Julien comes beside me.

“Chef,” Julien says.

I look at him as he holds my gaze, and for once, there is no joke waiting behind his eyes.

“It was good,” Julien says.

The words sit between us. Not loud. Not decorated. Not offered for comfort. A verdict.

I look past him to the line, to the crew, to the pass that is already losing the heat of service. The kitchen looks both exhausted and awake. It has the bruised, bright quality of a room that has survived being asked a question in public.

I know it was good. I knew it when the fifth course landed without tightening. I knew it when the room lowered its voice around the lamb. I knew it when the woman at table nine stopped speaking after dessert because speech had become less useful than tasting. I knew it when the kitchen corrected mistakes without letting them become the shape of the night.

Still, Julien saying it matters. That is inconvenient.

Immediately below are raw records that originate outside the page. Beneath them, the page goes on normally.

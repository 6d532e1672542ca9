//! External downloader invocation.
//!
//! All transfers are delegated to cURL; this module builds the command
//! line (resume flags, credentials, passthrough arguments), resolves the
//! destination filename, and interprets the child's exit status.

mod curl;
mod error;
mod filename;

pub use curl::{CurlDownloader, Downloader};
pub use error::{CURL_RANGE_ERROR, FetchError, describe_curl_exit};
pub use filename::resolve_filename;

I reach for a clean towel and wipe the edge of the pass.

“Check the morning delivery schedule.”

Julien stares at me for one second. Then his mouth curves, not quite a smile, but close enough to be dangerous.

“Yes, Chef,” Julien says.

He turns toward the office.

I hear him mutter something in French that is probably insulting and definitely accurate. I do not ask him to repeat it.

The clean-down continues. I move station to station, not because the crew needs me to supervise every cloth and label, but because my hands need the work. Service leaves energy in the body. If a man does not put it somewhere, it turns into ego or dread. I prefer clean steel.

At sauce, I rinse spoons until the water runs clear.

At garde-manger, I check the wrapped herbs and adjust one label.

At pastry, Elise catches me looking at the lemon components for tomorrow.

“They will be better,” Elise says.

I look at her. “I didn’t say anything.”